• Assignment
Starting at the line that contains "pub fn with_attributes(mut", transcribe each line exactly through the last line of the data. Include nothing else.

• Dataset entries
//! Raw event model for the platform connector stream.
//!
//! Events arrive from the upstream home-automation platform as state-change
//! notifications. Delivery is at-least-once and ordering is only guaranteed
//! per entity, so every event carries its own timestamp and source connection
//! id. A [`RawEvent`] is immutable once received; its lifecycle ends at either
//! persistence or discard.

use serde::{Deserialize, Serialize};
use uuid::Uuid;

/// Kind of state-change notification emitted by the platform.
///
/// Unknown types deserialize into [`EventType::Other`] so a connector upgrade
/// never breaks ingestion.
#[derive(Debug, Clone, PartialEq, Eq, Hash, Serialize, Deserialize)]
#[serde(rename_all = "snake_case")]
pub enum EventType {
    /// An entity's state changed.
    StateChanged,
    /// An automation fired on the platform.
    AutomationTriggered,
    /// A service/action was invoked.
    ServiceCalled,
    /// A new device registered with the platform.
    DeviceRegistered,
    /// A scene was activated.
    SceneActivated,
    /// Any event type this core does not model explicitly.
    #[serde(untagged)]
    Other(String),
}

impl EventType {
    /// String form used as the broker topic name.
    #[must_use]
    pub fn as_str(&self) -> &str {
        match self {
            Self::StateChanged => "state_changed",
            Self::AutomationTriggered => "automation_triggered",
            Self::ServiceCalled => "service_called",
            Self::DeviceRegistered => "device_registered",
            Self::SceneActivated => "scene_activated",
            Self::Other(s) => s.as_str(),
        }
    }

    /// Parse an event type from its wire/config string.
    #[must_use]
    pub fn parse(s: &str) -> Self {
        match s {
            "state_changed" => Self::StateChanged,
            "automation_triggered" => Self::AutomationTriggered,
            "service_called" => Self::ServiceCalled,
            "device_registered" => Self::DeviceRegistered,
            "scene_activated" => Self::SceneActivated,
            other => Self::Other(other.to_string()),
        }
    }
}

impl std::fmt::Display for EventType {
    fn fmt(&self, f: &mut std::fmt::Formatter<'_>) -> std::fmt::Result {
        f.write_str(self.as_str())
    }
}

/// A state-change notification received from the platform connector.
#[derive(Debug, Clone, Serialize, Deserialize)]
pub struct RawEvent {
    /// Unique event identifier (assigned at receipt).
    pub id: Uuid,
    /// Platform entity id, e.g. `sensor.temperature` or `switch.garage`.
    pub entity_id: String,
    /// Kind of notification.
    pub event_type: EventType,
    /// State value before the change.
    #[serde(skip_serializing_if = "Option::is_none")]
    pub old_state: Option<String>,
    /// State value after the change.
    #[serde(skip_serializing_if = "Option::is_none")]
    pub new_state: Option<String>,
    /// Free-form attribute payload attached by the platform.
    #[serde(default, skip_serializing_if = "serde_json::Value::is_null")]
    pub attributes: serde_json::Value,
    /// When the change occurred on the platform.
    pub timestamp: chrono::DateTime<chrono::Utc>,
    /// Upstream connection this event arrived on.
    #[serde(default)]
    pub source_connection_id: String,
}

impl RawEvent {
    /// Create an event with a fresh id, stamped now.
    #[must_use]
    pub fn new(
        entity_id: impl Into<String>,
        event_type: EventType,
        old_state: Option<String>,
        new_state: Option<String>,
    ) -> Self {
        Self {
            id: Uuid::new_v4(),
            entity_id: entity_id.into(),
            event_type,
            old_state,
            new_state,
            attributes: serde_json::Value::Null,
            timestamp: chrono::Utc::now(),
            source_connection_id: String::new(),
        }
    }

    /// Attach an attribute payload.
    #[must_use]
    pub fn with_attributes(mut self, attributes: serde_json::Value) -> Self {
        self.attributes = attributes;
        self
    }

    /// Tag the event with its source connection.
    #[must_use]
    pub fn with_source(mut self, connection_id: impl Into<String>) -> Self {
        self.source_connection_id = connection_id.into();
        self
    }

    /// The entity's domain, i.e. the part of the entity id before the dot.
    ///
    /// Returns the whole id when there is no dot.
    #[must_use]
    pub fn domain(&self) -> &str {
        self.entity_id
            .split_once('.')
            .map_or(self.entity_id.as_str(), |(domain, _)| domain)
    }
}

• Written solution
    pub fn with_attributes(mut self, attributes: serde_json::Value) -> Self {
        self.attributes = attributes;
        self
    }

    /// Tag the event with its source connection.
    #[must_use]
    pub fn with_source(mut self, connection_id: impl Into<String>) -> Self {
        self.source_connection_id = connection_id.into();
        self
    }

    /// The entity's domain, i.e. the part of the entity id before the dot.
    ///
    /// Returns the whole id when there is no dot.
    #[must_use]
    pub fn domain(&self) -> &str {
        self.entity_id
            .split_once('.')
            .map_or(self.entity_id.as_str(), |(domain, _)| domain)
    }
}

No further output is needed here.